INSTRUCTIONS TO FOLLOW: Report the count of lines below that include "instrument", without any other text.

*** Opening MATERIAL SUPPLIED ***

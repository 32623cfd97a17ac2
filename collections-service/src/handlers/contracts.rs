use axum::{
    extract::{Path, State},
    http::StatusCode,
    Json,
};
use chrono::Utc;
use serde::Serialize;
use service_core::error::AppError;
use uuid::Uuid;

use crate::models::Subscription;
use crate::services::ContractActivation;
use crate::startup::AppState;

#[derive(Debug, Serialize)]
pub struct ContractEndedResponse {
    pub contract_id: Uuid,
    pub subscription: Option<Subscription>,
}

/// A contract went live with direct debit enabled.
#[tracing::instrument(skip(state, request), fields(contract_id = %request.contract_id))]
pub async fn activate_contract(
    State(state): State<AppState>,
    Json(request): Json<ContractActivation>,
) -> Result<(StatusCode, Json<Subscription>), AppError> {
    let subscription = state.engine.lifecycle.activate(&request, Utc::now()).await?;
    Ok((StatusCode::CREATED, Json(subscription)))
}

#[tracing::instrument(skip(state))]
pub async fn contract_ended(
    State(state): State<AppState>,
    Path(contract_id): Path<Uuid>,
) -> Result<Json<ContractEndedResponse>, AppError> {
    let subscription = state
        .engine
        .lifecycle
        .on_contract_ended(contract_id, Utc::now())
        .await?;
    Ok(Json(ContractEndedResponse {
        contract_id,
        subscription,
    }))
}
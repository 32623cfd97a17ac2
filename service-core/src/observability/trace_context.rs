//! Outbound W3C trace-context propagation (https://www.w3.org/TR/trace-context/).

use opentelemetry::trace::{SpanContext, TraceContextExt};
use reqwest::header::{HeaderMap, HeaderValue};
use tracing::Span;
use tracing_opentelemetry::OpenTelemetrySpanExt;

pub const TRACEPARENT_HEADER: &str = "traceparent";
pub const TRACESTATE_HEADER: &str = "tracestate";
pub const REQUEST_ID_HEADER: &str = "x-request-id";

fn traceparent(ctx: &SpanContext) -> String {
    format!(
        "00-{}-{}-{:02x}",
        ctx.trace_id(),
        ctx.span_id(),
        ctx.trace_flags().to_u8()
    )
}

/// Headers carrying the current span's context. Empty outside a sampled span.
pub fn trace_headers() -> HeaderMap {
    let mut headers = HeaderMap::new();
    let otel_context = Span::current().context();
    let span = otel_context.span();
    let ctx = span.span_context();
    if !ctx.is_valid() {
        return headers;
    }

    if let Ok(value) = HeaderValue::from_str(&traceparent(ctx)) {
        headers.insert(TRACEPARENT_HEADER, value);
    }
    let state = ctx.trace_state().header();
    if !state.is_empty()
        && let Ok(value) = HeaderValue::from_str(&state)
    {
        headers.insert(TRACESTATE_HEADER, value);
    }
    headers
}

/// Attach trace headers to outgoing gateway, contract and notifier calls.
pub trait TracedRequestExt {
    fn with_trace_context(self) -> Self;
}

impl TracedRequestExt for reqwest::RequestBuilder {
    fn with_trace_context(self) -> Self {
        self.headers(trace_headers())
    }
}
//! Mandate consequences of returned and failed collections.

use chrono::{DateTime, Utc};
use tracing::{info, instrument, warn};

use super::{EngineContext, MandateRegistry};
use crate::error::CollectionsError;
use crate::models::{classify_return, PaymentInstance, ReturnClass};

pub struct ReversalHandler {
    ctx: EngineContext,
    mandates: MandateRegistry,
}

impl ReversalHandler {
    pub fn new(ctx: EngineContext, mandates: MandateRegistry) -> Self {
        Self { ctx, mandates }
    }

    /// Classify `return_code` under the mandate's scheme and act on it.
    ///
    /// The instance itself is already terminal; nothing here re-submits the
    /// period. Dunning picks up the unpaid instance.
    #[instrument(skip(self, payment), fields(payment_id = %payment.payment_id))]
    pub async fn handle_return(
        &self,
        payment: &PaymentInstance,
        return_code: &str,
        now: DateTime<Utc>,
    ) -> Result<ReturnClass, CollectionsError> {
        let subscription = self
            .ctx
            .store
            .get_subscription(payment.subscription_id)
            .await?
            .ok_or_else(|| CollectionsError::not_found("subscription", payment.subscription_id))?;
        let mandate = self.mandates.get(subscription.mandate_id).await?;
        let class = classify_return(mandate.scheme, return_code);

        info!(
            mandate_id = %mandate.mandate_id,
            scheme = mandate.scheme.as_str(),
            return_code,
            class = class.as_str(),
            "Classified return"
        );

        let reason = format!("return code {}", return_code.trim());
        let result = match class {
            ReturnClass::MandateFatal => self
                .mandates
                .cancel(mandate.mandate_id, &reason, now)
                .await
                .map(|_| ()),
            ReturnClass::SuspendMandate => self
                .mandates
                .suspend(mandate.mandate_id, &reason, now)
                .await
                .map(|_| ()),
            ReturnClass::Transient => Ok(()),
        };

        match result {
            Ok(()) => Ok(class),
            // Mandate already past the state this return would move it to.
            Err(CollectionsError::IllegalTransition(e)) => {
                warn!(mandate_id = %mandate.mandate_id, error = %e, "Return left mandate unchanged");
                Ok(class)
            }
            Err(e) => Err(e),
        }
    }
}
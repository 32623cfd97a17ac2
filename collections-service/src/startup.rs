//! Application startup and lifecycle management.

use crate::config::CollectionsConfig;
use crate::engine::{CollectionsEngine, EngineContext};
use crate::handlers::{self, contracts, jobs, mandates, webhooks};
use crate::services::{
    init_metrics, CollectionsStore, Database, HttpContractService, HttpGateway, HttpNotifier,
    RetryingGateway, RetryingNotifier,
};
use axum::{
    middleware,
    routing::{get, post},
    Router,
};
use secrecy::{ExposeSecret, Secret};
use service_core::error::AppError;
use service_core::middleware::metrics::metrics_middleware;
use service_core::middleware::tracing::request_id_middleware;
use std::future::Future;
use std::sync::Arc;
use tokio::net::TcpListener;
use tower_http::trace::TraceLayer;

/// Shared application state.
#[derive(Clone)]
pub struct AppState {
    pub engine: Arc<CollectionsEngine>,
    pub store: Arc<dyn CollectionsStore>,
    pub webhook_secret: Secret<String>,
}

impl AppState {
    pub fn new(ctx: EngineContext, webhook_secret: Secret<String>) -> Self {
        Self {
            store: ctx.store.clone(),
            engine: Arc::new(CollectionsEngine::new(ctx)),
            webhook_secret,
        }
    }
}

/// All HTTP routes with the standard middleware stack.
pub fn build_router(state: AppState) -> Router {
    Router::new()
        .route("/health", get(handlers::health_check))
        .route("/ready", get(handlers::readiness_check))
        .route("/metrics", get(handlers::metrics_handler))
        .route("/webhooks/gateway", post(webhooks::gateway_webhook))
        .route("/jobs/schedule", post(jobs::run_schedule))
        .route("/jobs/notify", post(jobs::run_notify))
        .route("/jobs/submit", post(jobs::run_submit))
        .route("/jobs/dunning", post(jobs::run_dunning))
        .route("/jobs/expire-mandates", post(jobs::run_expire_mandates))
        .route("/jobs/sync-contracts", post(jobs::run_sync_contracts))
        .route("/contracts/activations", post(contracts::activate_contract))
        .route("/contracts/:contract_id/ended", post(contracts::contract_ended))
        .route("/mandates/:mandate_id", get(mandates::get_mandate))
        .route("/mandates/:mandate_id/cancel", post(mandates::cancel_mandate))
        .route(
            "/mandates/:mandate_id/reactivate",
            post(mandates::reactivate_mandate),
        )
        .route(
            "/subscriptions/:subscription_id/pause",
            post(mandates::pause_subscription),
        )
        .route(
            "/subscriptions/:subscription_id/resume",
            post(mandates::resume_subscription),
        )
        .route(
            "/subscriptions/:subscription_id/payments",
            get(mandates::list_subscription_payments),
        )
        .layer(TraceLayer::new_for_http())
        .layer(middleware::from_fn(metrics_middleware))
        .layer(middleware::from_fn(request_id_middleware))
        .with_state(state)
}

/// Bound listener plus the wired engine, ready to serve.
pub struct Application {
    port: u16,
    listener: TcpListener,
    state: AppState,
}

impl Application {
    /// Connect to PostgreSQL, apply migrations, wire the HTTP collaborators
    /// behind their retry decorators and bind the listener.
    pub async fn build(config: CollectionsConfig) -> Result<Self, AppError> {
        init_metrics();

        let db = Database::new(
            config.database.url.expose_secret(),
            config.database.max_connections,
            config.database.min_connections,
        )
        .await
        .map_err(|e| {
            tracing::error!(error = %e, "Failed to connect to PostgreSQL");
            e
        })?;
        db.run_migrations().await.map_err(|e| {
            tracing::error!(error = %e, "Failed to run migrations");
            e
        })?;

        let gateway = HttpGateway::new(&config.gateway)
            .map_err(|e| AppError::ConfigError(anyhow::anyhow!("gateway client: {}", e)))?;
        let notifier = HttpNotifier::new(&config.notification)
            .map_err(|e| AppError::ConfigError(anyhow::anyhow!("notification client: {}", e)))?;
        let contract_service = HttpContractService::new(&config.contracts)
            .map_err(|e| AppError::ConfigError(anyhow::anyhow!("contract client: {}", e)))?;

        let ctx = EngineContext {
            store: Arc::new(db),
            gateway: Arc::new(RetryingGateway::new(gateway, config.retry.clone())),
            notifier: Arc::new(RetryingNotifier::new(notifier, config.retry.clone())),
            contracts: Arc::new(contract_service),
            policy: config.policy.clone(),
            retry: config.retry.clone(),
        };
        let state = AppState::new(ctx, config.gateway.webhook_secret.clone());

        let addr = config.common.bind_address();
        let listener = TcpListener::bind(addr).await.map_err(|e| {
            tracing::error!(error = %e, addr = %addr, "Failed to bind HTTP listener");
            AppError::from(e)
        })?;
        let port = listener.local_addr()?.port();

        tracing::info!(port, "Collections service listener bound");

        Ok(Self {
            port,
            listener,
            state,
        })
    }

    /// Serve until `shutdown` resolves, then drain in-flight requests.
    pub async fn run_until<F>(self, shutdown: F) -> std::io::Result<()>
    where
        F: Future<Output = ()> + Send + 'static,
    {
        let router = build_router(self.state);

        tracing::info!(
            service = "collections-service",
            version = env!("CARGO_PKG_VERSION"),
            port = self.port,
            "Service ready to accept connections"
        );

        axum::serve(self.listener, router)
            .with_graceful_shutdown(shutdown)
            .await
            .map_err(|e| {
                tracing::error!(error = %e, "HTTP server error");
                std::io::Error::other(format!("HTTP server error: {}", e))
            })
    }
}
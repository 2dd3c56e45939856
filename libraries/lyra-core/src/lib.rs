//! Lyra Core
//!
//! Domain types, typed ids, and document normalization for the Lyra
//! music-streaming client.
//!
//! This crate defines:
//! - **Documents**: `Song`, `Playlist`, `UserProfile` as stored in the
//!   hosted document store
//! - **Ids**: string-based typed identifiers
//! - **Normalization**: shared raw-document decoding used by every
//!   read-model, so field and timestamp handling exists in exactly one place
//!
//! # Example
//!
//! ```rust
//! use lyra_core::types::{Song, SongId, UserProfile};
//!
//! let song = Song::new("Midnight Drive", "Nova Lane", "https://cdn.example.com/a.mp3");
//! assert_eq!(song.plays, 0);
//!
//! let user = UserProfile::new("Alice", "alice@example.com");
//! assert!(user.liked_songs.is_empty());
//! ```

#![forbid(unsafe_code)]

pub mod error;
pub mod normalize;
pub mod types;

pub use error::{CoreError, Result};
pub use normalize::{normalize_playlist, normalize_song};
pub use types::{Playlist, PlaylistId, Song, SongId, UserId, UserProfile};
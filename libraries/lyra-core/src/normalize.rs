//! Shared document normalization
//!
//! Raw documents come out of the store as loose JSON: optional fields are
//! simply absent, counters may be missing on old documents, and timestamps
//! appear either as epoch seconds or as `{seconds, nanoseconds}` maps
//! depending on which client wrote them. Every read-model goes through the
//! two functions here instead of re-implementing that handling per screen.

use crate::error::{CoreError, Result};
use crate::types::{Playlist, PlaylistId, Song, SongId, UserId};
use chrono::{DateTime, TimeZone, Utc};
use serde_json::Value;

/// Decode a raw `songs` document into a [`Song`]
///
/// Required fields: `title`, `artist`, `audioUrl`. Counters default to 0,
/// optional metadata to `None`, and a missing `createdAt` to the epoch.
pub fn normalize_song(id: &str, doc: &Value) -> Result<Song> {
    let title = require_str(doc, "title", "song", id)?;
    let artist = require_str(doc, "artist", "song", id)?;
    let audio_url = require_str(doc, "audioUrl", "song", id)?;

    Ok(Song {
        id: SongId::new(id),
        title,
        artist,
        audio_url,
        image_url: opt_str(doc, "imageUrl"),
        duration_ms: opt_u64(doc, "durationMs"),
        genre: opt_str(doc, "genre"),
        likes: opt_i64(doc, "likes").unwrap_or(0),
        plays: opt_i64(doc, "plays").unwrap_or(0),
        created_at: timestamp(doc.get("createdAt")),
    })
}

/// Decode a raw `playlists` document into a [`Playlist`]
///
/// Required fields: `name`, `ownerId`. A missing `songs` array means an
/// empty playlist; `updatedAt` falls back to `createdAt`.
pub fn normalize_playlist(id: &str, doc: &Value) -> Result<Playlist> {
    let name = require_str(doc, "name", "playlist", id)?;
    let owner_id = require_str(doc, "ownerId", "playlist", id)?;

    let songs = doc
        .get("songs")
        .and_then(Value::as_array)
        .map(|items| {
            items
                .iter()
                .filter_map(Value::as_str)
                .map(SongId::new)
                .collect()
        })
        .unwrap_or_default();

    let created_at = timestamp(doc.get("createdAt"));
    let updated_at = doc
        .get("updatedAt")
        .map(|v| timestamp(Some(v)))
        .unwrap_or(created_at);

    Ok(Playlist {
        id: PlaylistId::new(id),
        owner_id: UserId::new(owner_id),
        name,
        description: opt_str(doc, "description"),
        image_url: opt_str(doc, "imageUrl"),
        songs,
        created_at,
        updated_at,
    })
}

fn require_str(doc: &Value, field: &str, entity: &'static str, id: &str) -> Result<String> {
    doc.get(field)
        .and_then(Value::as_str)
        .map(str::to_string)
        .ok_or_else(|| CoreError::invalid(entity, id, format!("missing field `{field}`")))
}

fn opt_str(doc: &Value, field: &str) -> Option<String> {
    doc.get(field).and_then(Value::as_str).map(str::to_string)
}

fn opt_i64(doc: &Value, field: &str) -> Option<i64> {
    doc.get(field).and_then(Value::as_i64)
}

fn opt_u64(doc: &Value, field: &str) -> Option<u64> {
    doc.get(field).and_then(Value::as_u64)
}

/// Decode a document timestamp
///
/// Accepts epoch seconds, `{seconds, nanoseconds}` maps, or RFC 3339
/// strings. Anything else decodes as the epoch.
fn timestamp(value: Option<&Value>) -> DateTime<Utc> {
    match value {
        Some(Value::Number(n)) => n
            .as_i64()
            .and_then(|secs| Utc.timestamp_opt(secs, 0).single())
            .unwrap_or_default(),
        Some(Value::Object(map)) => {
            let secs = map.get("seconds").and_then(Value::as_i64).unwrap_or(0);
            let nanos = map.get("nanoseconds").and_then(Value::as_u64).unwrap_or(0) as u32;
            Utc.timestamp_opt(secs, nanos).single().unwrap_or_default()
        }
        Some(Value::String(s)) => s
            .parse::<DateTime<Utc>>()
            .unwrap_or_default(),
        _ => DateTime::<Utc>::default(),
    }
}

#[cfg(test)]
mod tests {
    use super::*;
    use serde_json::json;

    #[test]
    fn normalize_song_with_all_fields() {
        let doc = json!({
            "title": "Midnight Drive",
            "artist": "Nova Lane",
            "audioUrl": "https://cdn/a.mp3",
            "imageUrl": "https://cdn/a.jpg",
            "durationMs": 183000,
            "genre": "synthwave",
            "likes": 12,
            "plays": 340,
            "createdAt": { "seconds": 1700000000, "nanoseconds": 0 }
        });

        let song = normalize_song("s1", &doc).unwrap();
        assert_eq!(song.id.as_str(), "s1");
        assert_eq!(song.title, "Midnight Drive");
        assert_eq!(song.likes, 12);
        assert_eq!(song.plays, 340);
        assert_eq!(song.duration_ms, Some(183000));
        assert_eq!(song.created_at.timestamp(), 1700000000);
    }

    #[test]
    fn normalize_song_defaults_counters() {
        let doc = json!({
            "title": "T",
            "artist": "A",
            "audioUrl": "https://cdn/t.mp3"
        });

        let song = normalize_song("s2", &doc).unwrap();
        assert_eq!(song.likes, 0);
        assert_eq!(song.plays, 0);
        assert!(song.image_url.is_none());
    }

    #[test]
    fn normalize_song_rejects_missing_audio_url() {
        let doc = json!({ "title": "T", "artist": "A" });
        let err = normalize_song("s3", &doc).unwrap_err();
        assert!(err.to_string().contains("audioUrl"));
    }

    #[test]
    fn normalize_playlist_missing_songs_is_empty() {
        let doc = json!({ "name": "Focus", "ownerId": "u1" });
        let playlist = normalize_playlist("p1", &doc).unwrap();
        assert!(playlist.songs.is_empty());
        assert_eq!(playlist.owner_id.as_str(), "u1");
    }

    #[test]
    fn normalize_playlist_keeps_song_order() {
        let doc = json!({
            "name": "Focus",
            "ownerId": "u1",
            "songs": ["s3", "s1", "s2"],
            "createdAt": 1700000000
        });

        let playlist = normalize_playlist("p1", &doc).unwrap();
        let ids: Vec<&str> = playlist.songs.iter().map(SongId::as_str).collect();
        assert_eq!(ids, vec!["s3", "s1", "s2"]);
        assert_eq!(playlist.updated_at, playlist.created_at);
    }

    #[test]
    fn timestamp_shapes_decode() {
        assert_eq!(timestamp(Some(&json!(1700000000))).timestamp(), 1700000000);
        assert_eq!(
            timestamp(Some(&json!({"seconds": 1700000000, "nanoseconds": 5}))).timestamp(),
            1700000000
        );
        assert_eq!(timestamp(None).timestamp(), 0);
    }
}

*** Closing MATERIAL SUPPLIED ***

EXPECTED ANSWER: 4